Nous devons inévitablement citer quelques éléments techniques car sinon il n’est pas possible d’expliquer en détail ce qui se passe. Le Vortex Polaire s’est renforcé beaucoup, voire énormément, comme d’habitude d’ailleurs.
Lorsque cela se produit, la propagation du soi-disant ”moment zonal” (alias courants occidentaux) des niveaux supérieurs aux niveaux inférieurs de l’atmosphère est à considérer comme très probable.
Cette propagation ne fait qu’alimenter une intense activité cyclonique océanique, avec pour conséquence l’activation de vents doux occidentaux à des latitudes moyennes-basses. Cette circulation, souvent et volontiers, peut déboucher sur une consolidation de la Haute Pression sur la Méditerranée et sa durée – en l’absence d’autres éléments conditionnants – devient parfois exaspérante. Eh bien, ce qui a été décrit jusqu’à présent est l’hypothèse apparue récemment dans certaines projections modélisées autoritaires, mais il faut dire qu’elle est apparue par intermittence.

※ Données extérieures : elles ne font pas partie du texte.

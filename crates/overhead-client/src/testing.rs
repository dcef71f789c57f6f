// Copyright 2025 Chris Custine
//
// Licensed under the Apache License, Version 2.0 (the "License");
// you may not use this file except in compliance with the License.
// You may obtain a copy of the License at
//
//     http://www.apache.org/licenses/LICENSE-2.0
//
// Unless required by applicable law or agreed to in writing, software
// distributed under the License is distributed on an "AS IS" BASIS,
// WITHOUT WARRANTIES OR CONDITIONS OF ANY KIND, either express or implied.
// See the License for the specific language governing permissions and
// limitations under the License.

//! In-memory flight data source for unit tests.

use std::collections::HashMap;
use std::sync::atomic::{AtomicBool, AtomicUsize, Ordering};
use std::sync::Mutex;

use async_trait::async_trait;

use crate::error::FetchError;
use crate::opensky::{AircraftRecord, FlightDataSource, FlightRecord, StateVector};

#[derive(Debug, Default)]
pub(crate) struct FakeSource {
    states: Mutex<Vec<StateVector>>,
    aircraft: HashMap<String, AircraftRecord>,
    flights: HashMap<String, Vec<FlightRecord>>,
    fail_states: AtomicBool,
    fail_lookups: bool,
    state_calls: AtomicUsize,
    aircraft_calls: AtomicUsize,
    flight_calls: AtomicUsize,
    last_window: Mutex<Option<(i64, i64)>>,
}

impl FakeSource {
    pub fn with_states(self, states: Vec<StateVector>) -> Self {
        self.set_states(states);
        self
    }

    pub fn with_aircraft(mut self, icao24: &str, record: AircraftRecord) -> Self {
        self.aircraft.insert(icao24.to_string(), record);
        self
    }

    pub fn with_flights(mut self, icao24: &str, flights: Vec<FlightRecord>) -> Self {
        self.flights.insert(icao24.to_string(), flights);
        self
    }

    /// Make every per-aircraft lookup time out.
    pub fn failing_lookups(mut self) -> Self {
        self.fail_lookups = true;
        self
    }

    pub fn set_states(&self, states: Vec<StateVector>) {
        *self.states.lock().unwrap() = states;
    }

    /// Make bulk state requests time out (or succeed again).
    pub fn set_states_failing(&self, failing: bool) {
        self.fail_states.store(failing, Ordering::SeqCst);
    }

    pub fn state_calls(&self) -> usize {
        self.state_calls.load(Ordering::SeqCst)
    }

    pub fn aircraft_calls(&self) -> usize {
        self.aircraft_calls.load(Ordering::SeqCst)
    }

    pub fn flight_calls(&self) -> usize {
        self.flight_calls.load(Ordering::SeqCst)
    }

    pub fn last_window(&self) -> Option<(i64, i64)> {
        *self.last_window.lock().unwrap()
    }

    fn timeout(endpoint: &str) -> FetchError {
        FetchError::Timeout {
            url: format!("https://opensky.test/api{endpoint}"),
        }
    }
}

#[async_trait]
impl FlightDataSource for FakeSource {
    async fn fetch_states(&self) -> Result<Vec<StateVector>, FetchError> {
        self.state_calls.fetch_add(1, Ordering::SeqCst);
        if self.fail_states.load(Ordering::SeqCst) {
            return Err(Self::timeout("/states/all"));
        }
        Ok(self.states.lock().unwrap().clone())
    }

    async fn fetch_aircraft(&self, icao24: &str) -> Result<Option<AircraftRecord>, FetchError> {
        self.aircraft_calls.fetch_add(1, Ordering::SeqCst);
        if self.fail_lookups {
            return Err(Self::timeout("/metadata/aircraft/icao"));
        }
        Ok(self.aircraft.get(icao24).cloned())
    }

    async fn fetch_flights(&self, icao24: &str, begin: i64, end: i64) -> Result<Vec<FlightRecord>, FetchError> {
        self.flight_calls.fetch_add(1, Ordering::SeqCst);
        *self.last_window.lock().unwrap() = Some((begin, end));
        if self.fail_lookups {
            return Err(Self::timeout("/flights/aircraft"));
        }
        Ok(self.flights.get(icao24).cloned().unwrap_or_default())
    }
}

/// State vector at the given position.
pub(crate) fn state(icao24: &str, callsign: &str, lat: f64, lon: f64) -> StateVector {
    StateVector {
        icao24: icao24.to_string(),
        callsign: callsign.to_string(),
        longitude: Some(lon),
        latitude: Some(lat),
        on_ground: false,
    }
}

Mais pourquoi n’est-il pas encore possible de lever définitivement le pronostic ? Simple, parce que parmi les autres variables conditionnantes, il y a celle de la troposphère, c’est-à-dire que la couche atmosphérique la plus proche du sol doit se synchroniser avec les niveaux supérieurs (lire stratosphère). Si cette synchronisation ne se produit pas, des variations importantes peuvent se produire, parfois des variations capables de déclencher des dynamiques hivernales d’autrefois. Et c’est précisément pour cette raison que dans les différentes hypothèses modélisées, on envisage à la fois l’Anticyclone et le retour du froid.
Et quel froid ! Oui, si le froid devait revenir, il pourrait neiger même en plaine à partir du Nord de l’Italie.
Et cela pourrait se produire le week-end précédant l’Épiphanie, pour ensuite donner lieu à une irruption arctico-continentale capable d’étendre les chutes de neige au Centre-Sud et aux deux Grandes Îles.
Chutes de neige à très basse altitude, bien entendu. Donc, pour récapituler, tout ou rien, soit Haute Pression soit froid intense, il n’y a pas de juste milieu. À moins que ne prévalent des courants atlantiques moyennement instables, mais il s’agirait d’air doux non conforme au mois de janvier.
Nous aurons bientôt les réponses, disons que dans quelques jours nous serons en mesure de vous dire ce qui nous attend et de ces événements dépendront probablement les sorts de tout le mois de janvier.